What does this mean?
Upon announcing the ban, OnlyFans founder Tim Stokely said that it was caused by uncooperative banks, who had cited “reputational risk” and refused collaboration with the social-media service. This is not a new phenomenon. JP Morgan, for example, has been called out for being too “aggressive” in closing accounts of sex workers, while Metro Bank was named for shutting down OnlyFans’ corporate account on short notice in 2019. The OnlyFans decision was met with a flurry of backlash by creators, with thousands of them signing on to other content websites. Within five days, OnlyFans reversed the ban, announcing that it had “secured assurances necessary to support our diverse creator community and [had] suspended the planned October 1 policy change”.
What's the big picture effect?
The reversal of the ban was met with support by the content creators of OnlyFans, most of whom depend on the website to make a living. However, sex workers are still sceptical about the sudden U-turn. OnlyFans stated that the ban has merely been “suspended”, implying that the ban could be reinstated at any time. It is possible that the reversal was a hasty one, made due to the overwhelming online backlash. A report by BBC News claimed that OnlyFans was not doing enough to ensure that its creators are of legal age and was slow to ban creators violating the company’s policies by posting illegal content. This partly explains why, despite its rapid growth and a nearly all-profit turnover, venture capitalist firms and banks are reluctant to collaborate with the company.

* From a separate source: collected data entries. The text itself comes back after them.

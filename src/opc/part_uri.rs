//! Partnames: absolute, `/`-rooted paths of parts inside a package

use crate::error::{Error, Result};
use std::fmt;

/// Absolute name of a part, e.g. `/ppt/slides/slide1.xml`
#[derive(Clone, Debug, PartialEq, Eq, PartialOrd, Ord, Hash)]
pub struct PartUri {
    path: String,
}

impl PartUri {
    /// Normalize and validate a partname.
    ///
    /// A missing leading `/` is added and a trailing one dropped.
    pub fn new(path: &str) -> Result<Self> {
        let path = path.trim();
        if path.is_empty() {
            return Err(Error::InvalidPartUri("empty path".into()));
        }

        let normalized = if path.starts_with('/') {
            path.to_string()
        } else {
            format!("/{}", path)
        };
        let normalized = normalized.trim_end_matches('/').to_string();

        if normalized.is_empty() || normalized.contains("//") {
            return Err(Error::InvalidPartUri(format!("invalid partname '{}'", path)));
        }
        Ok(Self { path: normalized })
    }

    /// Partname from a `%d` template, e.g. `/ppt/slides/slide%d.xml` and 3
    pub fn from_template(template: &str, n: u32) -> Result<Self> {
        if !template.contains("%d") {
            return Err(Error::InvalidPartUri(format!(
                "partname template '{}' has no %d placeholder",
                template
            )));
        }
        PartUri::new(&template.replacen("%d", &n.to_string(), 1))
    }

    pub(crate) fn from_string_unchecked(path: String) -> Self {
        Self { path }
    }

    pub fn as_str(&self) -> &str {
        &self.path
    }

    /// Path inside the ZIP archive (no leading `/`)
    pub fn zip_name(&self) -> &str {
        &self.path[1..]
    }

    /// Last segment, e.g. `slide1.xml`
    pub fn file_name(&self) -> &str {
        self.path.rsplit('/').next().unwrap_or_default()
    }

    /// Extension without the dot, lowercase comparisons are up to the caller
    pub fn extension(&self) -> Option<&str> {
        let name = self.file_name();
        let dot = name.rfind('.')?;
        Some(&name[dot + 1..]).filter(|ext| !ext.is_empty())
    }

    /// Directory part, `/` for a part at the package root
    pub fn base_uri(&self) -> &str {
        match self.path.rfind('/') {
            Some(0) | None => "/",
            Some(pos) => &self.path[..pos],
        }
    }

    /// Trailing number of the file stem: 21 for `/ppt/slides/slide21.xml`
    pub fn idx(&self) -> Option<u32> {
        let name = self.file_name();
        let stem = name.rfind('.').map_or(name, |dot| &name[..dot]);
        let digits = stem.len() - stem.trim_end_matches(|c: char| c.is_ascii_digit()).len();
        if digits == 0 || digits == stem.len() {
            return None;
        }
        stem[stem.len() - digits..].parse().ok()
    }

    /// Partname of the `.rels` part holding this part's relationships.
    ///
    /// `/ppt/presentation.xml` gives `/ppt/_rels/presentation.xml.rels`.
    pub fn relationships_uri(&self) -> PartUri {
        let base = self.base_uri().trim_end_matches('/');
        PartUri {
            path: format!("{}/_rels/{}.rels", base, self.file_name()),
        }
    }

    /// Resolve a relationship target relative to this part's directory
    pub fn resolve(&self, relative: &str) -> Result<PartUri> {
        if relative.starts_with('/') {
            return PartUri::new(relative);
        }

        let mut segments: Vec<&str> = self
            .base_uri()
            .split('/')
            .filter(|s| !s.is_empty())
            .collect();
        for segment in relative.split('/') {
            match segment {
                "" | "." => {}
                ".." => {
                    segments.pop();
                }
                s => segments.push(s),
            }
        }
        PartUri::new(&format!("/{}", segments.join("/")))
    }

    /// Target string for a relationship from this part to `target`
    pub fn relative_ref(&self, target: &PartUri) -> String {
        let from: Vec<&str> = self.base_uri().split('/').filter(|s| !s.is_empty()).collect();
        let to: Vec<&str> = target.path.split('/').filter(|s| !s.is_empty()).collect();
        let (to_dir, to_file) = to.split_at(to.len().saturating_sub(1));

        let common = from
            .iter()
            .zip(to_dir.iter())
            .take_while(|(a, b)| a == b)
            .count();

        let mut parts: Vec<&str> = vec![".."; from.len() - common];
        parts.extend_from_slice(&to_dir[common..]);
        parts.extend_from_slice(to_file);
        parts.join("/")
    }

    pub fn is_relationships(&self) -> bool {
        self.path.contains("/_rels/") && self.path.ends_with(".rels")
    }
}

impl fmt::Display for PartUri {
    fn fmt(&self, f: &mut fmt::Formatter<'_>) -> fmt::Result {
        f.write_str(&self.path)
    }
}

impl std::str::FromStr for PartUri {
    type Err = Error;

    fn from_str(s: &str) -> Result<Self> {
        PartUri::new(s)
    }
}

/// Partnames fixed by convention in a presentation package
pub mod well_known {
    use super::PartUri;

    pub fn content_types() -> PartUri {
        PartUri::from_string_unchecked("/[Content_Types].xml".into())
    }

    pub fn package_rels() -> PartUri {
        PartUri::from_string_unchecked("/_rels/.rels".into())
    }

    pub fn presentation() -> PartUri {
        PartUri::from_string_unchecked("/ppt/presentation.xml".into())
    }
}

#[cfg(test)]
mod tests {
    use super::*;

    fn uri(s: &str) -> PartUri {
        PartUri::new(s).unwrap()
    }

    #[test]
    fn test_normalization() {
        assert_eq!(uri("ppt/slides/slide1.xml").as_str(), "/ppt/slides/slide1.xml");
        assert_eq!(uri("/ppt/media/").as_str(), "/ppt/media");
        assert!(PartUri::new("").is_err());
        assert!(PartUri::new("/ppt//slide1.xml").is_err());
    }

    #[test]
    fn test_components() {
        let slide = uri("/ppt/slides/slide21.xml");
        assert_eq!(slide.file_name(), "slide21.xml");
        assert_eq!(slide.extension(), Some("xml"));
        assert_eq!(slide.base_uri(), "/ppt/slides");
        assert_eq!(slide.zip_name(), "ppt/slides/slide21.xml");
        assert_eq!(uri("/[Content_Types].xml").base_uri(), "/");
    }

    #[test]
    fn test_idx() {
        assert_eq!(uri("/ppt/slides/slide21.xml").idx(), Some(21));
        assert_eq!(uri("/ppt/embeddings/oleObject3.bin").idx(), Some(3));
        assert_eq!(uri("/ppt/presentation.xml").idx(), None);
        assert_eq!(uri("/ppt/media/42.png").idx(), None);
    }

    #[test]
    fn test_from_template() {
        let name = PartUri::from_template("/ppt/embeddings/oleObject%d.bin", 2).unwrap();
        assert_eq!(name.as_str(), "/ppt/embeddings/oleObject2.bin");
        assert!(PartUri::from_template("/ppt/embeddings/oleObject.bin", 2).is_err());
    }

    #[test]
    fn test_relationships_uri() {
        assert_eq!(
            uri("/ppt/presentation.xml").relationships_uri().as_str(),
            "/ppt/_rels/presentation.xml.rels"
        );
        assert_eq!(uri("/root.xml").relationships_uri().as_str(), "/_rels/root.xml.rels");
    }

    #[test]
    fn test_resolve() {
        let slide = uri("/ppt/slides/slide1.xml");
        assert_eq!(
            slide.resolve("../slideLayouts/slideLayout2.xml").unwrap().as_str(),
            "/ppt/slideLayouts/slideLayout2.xml"
        );
        assert_eq!(
            uri("/ppt/presentation.xml").resolve("slides/slide1.xml").unwrap().as_str(),
            "/ppt/slides/slide1.xml"
        );
        assert_eq!(uri("/_rels/.rels").resolve("/ppt/presentation.xml").unwrap(), uri("/ppt/presentation.xml"));
    }

    #[test]
    fn test_relative_ref() {
        let slide = uri("/ppt/slides/slide1.xml");
        let embedded = uri("/ppt/embeddings/Microsoft_Excel_Sheet1.xlsx");
        assert_eq!(slide.relative_ref(&embedded), "../embeddings/Microsoft_Excel_Sheet1.xlsx");
        assert_eq!(uri("/ppt/presentation.xml").relative_ref(&slide), "slides/slide1.xml");

        let package_root = uri("/[Content_Types].xml");
        assert_eq!(package_root.relative_ref(&uri("/ppt/presentation.xml")), "ppt/presentation.xml");
    }

    #[test]
    fn test_is_relationships() {
        assert!(uri("/ppt/slides/_rels/slide1.xml.rels").is_relationships());
        assert!(!uri("/ppt/slides/slide1.xml").is_relationships());
    }
}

In fact, several people attributed the ban to credit card companies who have grown uncomfortable with processing porn-related transactions. Mastercard announced in April that it was going to institute age and identity verification, content review and address reports of non-consensual content within seven days, starting October 15. It is likely that OnlyFans instituted the ban as meeting those requirements, especially content review, for its 2 million creators would have been nearly impossible. While the hesitance against sexual content is probably due to a board of religious conservatives, credit card companies also do not wish to run the risk of porn consumers disputing transactions and processing transactions around which issues of consent arise. While cryptocurrency could provide a workaround to sustain the company (similar to Pornhub), the bulk of revenue for most online sites comes from automated, recurring subscriptions, which cannot be executed through crypto payments.
Despite publishing its first transparency report in July 2021, OnlyFans has been nothing but vague about this reversal. While the founders were quick to name banks who had not been helpful, they declined to comment on those banks who were reassuring, and what kind of assurances they secured. And since the reputation-fearing financial institutions refuse to directly comment on any relationship with OnlyFans, there is very little information available to sex workers, whose lives have become increasingly insecure. Many have begun diversifying their presence through other websites.
Due to such factors, it is possible that OnlyFans will reinstate its ban. It seems that they are preparing for it by promoting their comparatively minor cooking and fitness content. It remains to be seen whether OnlyFans will survive, should they ban porn, the core of their business.